Jupyter Notebook Model Code and Approach:

import numpy as np # linear algebra
import pandas as pd # data processing, CSV file I/O (e.g. pd.read_csv)

import os
for dirname, _, filenames in os.walk('data'):
    for filename in filenames:
        print(os.path.join(dirname, filename))

data\data_description.txt
data\sample_submission.csv
data\test.csv
data\train.csv

# Loading Training and Test Data
train_data_file = "data/train.csv"
test_data_file = "data/test.csv"

X = pd.read_csv(train_data_file, index_col='Id')
X_test = pd.read_csv(test_data_file, index_col='Id')

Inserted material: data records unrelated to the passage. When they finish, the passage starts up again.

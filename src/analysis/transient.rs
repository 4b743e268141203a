//! Per-frame transient classification.
//!
//! A causal gate: each analysis frame's magnitude spectrum is scored against
//! the recent past, and the score drives the phase-reset decision downstream.
//! Three strategies are available — compound (flux + energy cues), percussive
//! (energy cue only) and soft (flux only, raised threshold).

use std::collections::VecDeque;

use crate::core::types::TransientDetector;

// Frequency band boundaries for flux weighting (Hz).
const BAND_SUB_BASS_LIMIT: f32 = 100.0;
const BAND_BASS_MID_LIMIT: f32 = 500.0;
const BAND_MID_LIMIT: f32 = 2000.0;
const BAND_HIGH_MID_LIMIT: f32 = 8000.0;

// Spectral flux weights per frequency band.
/// Sub-bass (<100 Hz): low weight — little transient content.
const WEIGHT_SUB_BASS: f32 = 0.3;
/// Bass/low-mid (100–500 Hz): moderate weight — drum body.
const WEIGHT_BASS_MID: f32 = 0.6;
/// Mid (500–2000 Hz): moderate weight.
const WEIGHT_MID: f32 = 0.8;
/// High-mid (2–8 kHz): highest weight — stick and snare attacks.
const WEIGHT_HIGH_MID: f32 = 1.5;
/// Very high (>8 kHz): moderate weight — noise content.
const WEIGHT_VERY_HIGH: f32 = 0.8;

/// Number of recent frames in the sliding-median flux baseline.
const MEDIAN_WINDOW_FRAMES: usize = 11;
/// Minimum gap between labelled transients, in frames.
const MIN_ONSET_GAP_FRAMES: usize = 4;
/// Longer gap used by the soft strategy.
const SOFT_ONSET_GAP_FRAMES: usize = 8;
/// Floor added to the flux threshold to ignore near-silence.
const THRESHOLD_FLOOR: f32 = 0.01;
/// Frames ignored while the baselines warm up.
const WARMUP_FRAMES: usize = 2;
/// High-frequency content below this is treated as silence by the energy cue.
const MIN_HFC: f32 = 1e-6;

/// Classification result for one analysis frame.
#[derive(Debug, Clone, Copy, PartialEq)]
pub(crate) struct TransientLabel {
    /// Cue strength relative to the detection threshold; >= 1 is a transient.
    pub strength: f32,
    /// Whether this frame is labelled a transient.
    pub is_transient: bool,
}

impl TransientLabel {
    fn steady() -> Self {
        Self {
            strength: 0.0,
            is_transient: false,
        }
    }
}

/// Causal transient gate carrying the cross-frame detection state for one
/// channel.
pub(crate) struct TransientGate {
    detector: TransientDetector,
    /// Threshold multiplier derived from sensitivity; higher sensitivity
    /// lowers the bar.
    threshold_multiplier: f32,
    min_gap: usize,
    bin_weights: Vec<f32>,
    prev_magnitudes: Vec<f32>,
    prev_hfc: f32,
    flux_history: VecDeque<f32>,
    sort_scratch: Vec<f32>,
    frames_seen: usize,
    frames_since_onset: usize,
}

impl TransientGate {
    pub(crate) fn new(
        detector: TransientDetector,
        sensitivity: f32,
        fft_size: usize,
        sample_rate: u32,
    ) -> Self {
        let num_bins = fft_size / 2 + 1;
        let min_gap = match detector {
            TransientDetector::Soft => SOFT_ONSET_GAP_FRAMES,
            _ => MIN_ONSET_GAP_FRAMES,
        };
        Self {
            detector,
            threshold_multiplier: 1.0 + (1.0 - sensitivity) * 4.0,
            min_gap,
            bin_weights: compute_bin_weights(fft_size, sample_rate),
            prev_magnitudes: vec![0.0; num_bins],
            prev_hfc: 0.0,
            flux_history: VecDeque::with_capacity(MEDIAN_WINDOW_FRAMES),
            sort_scratch: Vec::with_capacity(MEDIAN_WINDOW_FRAMES),
            frames_seen: 0,
            frames_since_onset: usize::MAX,
        }
    }

    /// Scores one frame's magnitude spectrum.
    ///
    /// `window_switched` marks frames analyzed with a different effective
    /// window length than the previous frame; the flux baseline restarts so
    /// the switch itself is not read as an onset.
    pub(crate) fn observe(&mut self, magnitudes: &[f32], window_switched: bool) -> TransientLabel {
        let flux = self.weighted_flux(magnitudes);
        let hfc = high_frequency_content(magnitudes);
        let hfc_ratio = if hfc > MIN_HFC {
            hfc / self.prev_hfc.max(MIN_HFC)
        } else {
            0.0
        };
        self.prev_hfc = hfc;

        if window_switched {
            // Baseline restart: the spectral shape changed because of the
            // window, not the signal.
            self.flux_history.clear();
            return TransientLabel::steady();
        }

        self.push_flux(flux);
        let threshold = self.flux_median() * self.threshold_multiplier + THRESHOLD_FLOOR;
        let flux_score = flux / threshold;
        let energy_score = if hfc_ratio > 0.0 {
            hfc_ratio / self.threshold_multiplier
        } else {
            0.0
        };

        let mut strength = match self.detector {
            TransientDetector::Compound => flux_score.max(energy_score),
            TransientDetector::Percussive => energy_score,
            TransientDetector::Soft => flux_score,
        };

        self.frames_seen += 1;
        if self.frames_seen <= WARMUP_FRAMES {
            strength = 0.0;
        }
        if self.frames_since_onset < self.min_gap {
            strength = 0.0;
        }

        let is_transient = strength >= 1.0;
        if is_transient {
            self.frames_since_onset = 0;
        } else {
            self.frames_since_onset = self.frames_since_onset.saturating_add(1);
        }

        TransientLabel {
            strength,
            is_transient,
        }
    }

    /// Frequency-weighted positive spectral flux against the previous frame.
    fn weighted_flux(&mut self, magnitudes: &[f32]) -> f32 {
        let mut flux = 0.0f32;
        for ((&mag, prev), &weight) in magnitudes
            .iter()
            .zip(self.prev_magnitudes.iter_mut())
            .zip(self.bin_weights.iter())
        {
            let diff = mag - *prev;
            if diff > 0.0 {
                flux += diff * weight;
            }
            *prev = mag;
        }
        flux
    }

    fn push_flux(&mut self, flux: f32) {
        if self.flux_history.len() == MEDIAN_WINDOW_FRAMES {
            self.flux_history.pop_front();
        }
        self.flux_history.push_back(flux);
    }

    fn flux_median(&mut self) -> f32 {
        if self.flux_history.is_empty() {
            return 0.0;
        }
        self.sort_scratch.clear();
        self.sort_scratch.extend(self.flux_history.iter().copied());
        self.sort_scratch
            .sort_by(|a, b| a.partial_cmp(b).unwrap_or(std::cmp::Ordering::Equal));
        self.sort_scratch[self.sort_scratch.len() / 2]
    }
}

/// Computes frequency bin weights for flux scoring.
/// Emphasizes the 2-8 kHz range where percussive attacks live.
fn compute_bin_weights(fft_size: usize, sample_rate: u32) -> Vec<f32> {
    let num_bins = fft_size / 2 + 1;
    let bin_freq = sample_rate as f32 / fft_size as f32;

    (0..num_bins)
        .map(|bin| {
            let freq = bin as f32 * bin_freq;
            if freq < BAND_SUB_BASS_LIMIT {
                WEIGHT_SUB_BASS
            } else if freq < BAND_BASS_MID_LIMIT {
                WEIGHT_BASS_MID
            } else if freq < BAND_MID_LIMIT {
                WEIGHT_MID
            } else if freq < BAND_HIGH_MID_LIMIT {
                WEIGHT_HIGH_MID
            } else {
                WEIGHT_VERY_HIGH
            }
        })
        .collect()
}

/// Masri high-frequency content: magnitudes squared, weighted by bin index.
fn high_frequency_content(magnitudes: &[f32]) -> f32 {
    magnitudes
        .iter()
        .enumerate()
        .map(|(bin, &mag)| bin as f32 * mag * mag)
        .sum()
}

X.dropna(axis=0, subset=['SalePrice'], inplace=True)
y = X.SalePrice              
X.drop(['SalePrice'], axis=1, inplace=True)

X.head()
MSSubClass MSZoning LotFrontage LotArea Street Alley LotShape LandContour Utilities LotConfig ... ScreenPorch PoolArea PoolQC Fence MiscFeature MiscVal MoSold YrSold SaleType SaleCondition
Id
1 60 RL 65.0 8450 Pave NaN Reg Lvl AllPub Inside ... 0 0 NaN NaN NaN 0 2 2008 WD Normal
2 20 RL 80.0 9600 Pave NaN Reg Lvl AllPub FR2 ... 0 0 NaN NaN NaN 0 5 2007 WD Normal
3 60 RL 68.0 11250 Pave NaN IR1 Lvl AllPub Inside ... 0 0 NaN NaN NaN 0 9 2008 WD Normal
4 70 RL 60.0 9550 Pave NaN IR1 Lvl AllPub Corner ... 0 0 NaN NaN NaN 0 2 2006 WD Abnorml
5 60 RL 84.0 14260 Pave NaN IR1 Lvl AllPub FR2 ... 0 0 NaN NaN NaN 0 12 2008 WD Normal

5 rows × 79 columns

# Checking columns

low_cardinality_columns = [col for col in X.columns if X[col].nunique() < 10 and X[col].dtype == "object"]
num_columns = [col for col in X.columns if X[col].dtype in ["int64", "float64"]]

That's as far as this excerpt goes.